Data records
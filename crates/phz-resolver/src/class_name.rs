//! Class-name bridge.
//!
//! Which child of a node names a class, and whether a candidate name is a
//! class the analyzer knows, are decided by a [`ClassNameStrategy`]. The
//! resolver only sequences the two steps and maps every failure to the empty
//! string, which callers read as "this node does not denote a class".

use crate::context::{AliasKind, Context};
use crate::resolver::Resolver;
use phz_ast::{Node, NodeKind, name_flags};
use rustc_hash::FxHashMap;

/// Node-kind specific class-name extraction and validation.
pub trait ClassNameStrategy {
    /// A candidate fully-qualified class name for `node`, if its kind can
    /// carry one.
    fn extract(&self, context: &Context, node: &Node) -> Option<String>;

    /// The validated (canonical) form of `name`, or `None` to reject it.
    fn validate(&self, context: &Context, name: &str) -> Option<String>;
}

impl Resolver<'_> {
    /// Resolve the class a node refers to, or `""` when there is none.
    #[must_use]
    pub fn class_name(&self, node: &Node, strategy: &dyn ClassNameStrategy) -> String {
        let Some(candidate) = strategy
            .extract(self.context, node)
            .filter(|name| !name.is_empty())
        else {
            return String::new();
        };

        match strategy.validate(self.context, &candidate) {
            Some(valid) => valid,
            None => {
                tracing::trace!(candidate = %candidate, kind = %node.kind, "class name rejected");
                String::new()
            }
        }
    }
}

// =============================================================================
// Known classes
// =============================================================================

/// Case-insensitive set of declared class names.
///
/// Names are stored `\`-rooted; lookups accept either form.
#[derive(Clone, Debug, Default)]
pub struct KnownClasses {
    by_key: FxHashMap<String, String>,
}

impl KnownClasses {
    #[must_use]
    pub fn new() -> Self {
        Self::default()
    }

    pub fn insert(&mut self, fqsen: &str) {
        let canonical = rooted(fqsen);
        self.by_key.insert(canonical.to_ascii_lowercase(), canonical);
    }

    /// The declared spelling of `name`.
    #[must_use]
    pub fn canonical(&self, name: &str) -> Option<&str> {
        self.by_key
            .get(&rooted(name).to_ascii_lowercase())
            .map(String::as_str)
    }

    #[must_use]
    pub fn contains(&self, name: &str) -> bool {
        self.canonical(name).is_some()
    }

    #[must_use]
    pub fn len(&self) -> usize {
        self.by_key.len()
    }

    #[must_use]
    pub fn is_empty(&self) -> bool {
        self.by_key.is_empty()
    }
}

impl<S: AsRef<str>> FromIterator<S> for KnownClasses {
    fn from_iter<I: IntoIterator<Item = S>>(iter: I) -> Self {
        let mut known = Self::new();
        for name in iter {
            known.insert(name.as_ref());
        }
        known
    }
}

fn rooted(name: &str) -> String {
    format!("\\{}", name.trim().trim_start_matches('\\'))
}

// =============================================================================
// Default strategy
// =============================================================================

/// Dispatches on node kind to find the class child, then checks the result
/// against a [`KnownClasses`] set.
#[derive(Clone, Copy, Debug)]
pub struct KindDispatchStrategy<'k> {
    known: &'k KnownClasses,
}

impl<'k> KindDispatchStrategy<'k> {
    #[must_use]
    pub fn new(known: &'k KnownClasses) -> Self {
        Self { known }
    }
}

impl ClassNameStrategy for KindDispatchStrategy<'_> {
    fn extract(&self, context: &Context, node: &Node) -> Option<String> {
        let class_node = match node.kind {
            NodeKind::New | NodeKind::StaticCall | NodeKind::StaticProp | NodeKind::ClassConst => {
                node.child_node(0)?
            }
            NodeKind::InstanceOf => node.child_node(1)?,
            NodeKind::Name => node,
            NodeKind::NameList
            | NodeKind::Type
            | NodeKind::NullableType
            | NodeKind::TypeUnion
            | NodeKind::Var
            | NodeKind::StaticVar
            | NodeKind::MagicConst
            | NodeKind::BinaryOp
            | NodeKind::Call
            | NodeKind::MethodCall
            | NodeKind::Prop
            | NodeKind::PropElem
            | NodeKind::Const
            | NodeKind::Assign
            | NodeKind::Array
            | NodeKind::Unknown => return None,
        };
        class_from_name_node(context, class_node)
    }

    fn validate(&self, _context: &Context, name: &str) -> Option<String> {
        self.known.canonical(name).map(str::to_string)
    }
}

/// `new $cls` and other dynamic class positions have no static name.
fn class_from_name_node(context: &Context, node: &Node) -> Option<String> {
    if node.kind != NodeKind::Name {
        return None;
    }
    let name = node.child_text(0)?;
    if !node.has_flag(name_flags::NAME_NOT_FQ) {
        return Some(name.into_owned());
    }
    match name.to_ascii_lowercase().as_str() {
        "self" | "static" => context.class_fqsen().map(str::to_string),
        // Needs the class hierarchy, which lives outside this crate.
        "parent" => None,
        _ => Some(context.qualify(AliasKind::Class, &name)),
    }
}
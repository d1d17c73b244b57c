//! Tests for the JSON form of the AST contract.

use phz_ast::{Child, Node, NodeKind, name_flags};

#[test]
fn test_deserialize_nested_variable_tree() {
    let json = r#"{
        "kind": "var",
        "line": 9,
        "children": [{ "kind": "var", "line": 9, "children": ["inner"] }]
    }"#;
    let node: Node = serde_json::from_str(json).expect("valid node json");

    assert_eq!(node.kind, NodeKind::Var);
    assert_eq!(node.flags, 0);
    let inner = node.child_node(0).expect("nested variable");
    assert_eq!(inner.kind, NodeKind::Var);
    assert_eq!(inner.child_text(0).as_deref(), Some("inner"));
}

#[test]
fn test_deserialize_scalar_children_and_nulls() {
    let json = r#"{ "kind": "array", "children": ["s", 42, 2.5, null] }"#;
    let node: Node = serde_json::from_str(json).expect("valid node json");

    assert_eq!(node.children.len(), 4);
    assert_eq!(node.child(0), Some(&Child::Str("s".to_string())));
    assert_eq!(node.child(1), Some(&Child::Int(42)));
    assert_eq!(node.child(2), Some(&Child::Float(2.5)));
    assert!(node.child(3).is_none());
}

#[test]
fn test_unrecognized_kind_is_unknown() {
    let json = r#"{ "kind": "closure_uses", "children": [] }"#;
    let node: Node = serde_json::from_str(json).expect("valid node json");
    assert_eq!(node.kind, NodeKind::Unknown);
}

#[test]
fn test_name_node_survives_serialization() {
    let node = Node::name("Foo", name_flags::NAME_NOT_FQ, 3);
    let text = serde_json::to_string(&node).expect("serialize");
    let back: Node = serde_json::from_str(&text).expect("deserialize");
    assert_eq!(back, node);
}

## EXERCISE
Return a copy of each line in the entries that contains "KindDispatchStrategy".

## ANSWER BELOW
pub struct KindDispatchStrategy<'k> {
impl<'k> KindDispatchStrategy<'k> {
impl ClassNameStrategy for KindDispatchStrategy<'_> {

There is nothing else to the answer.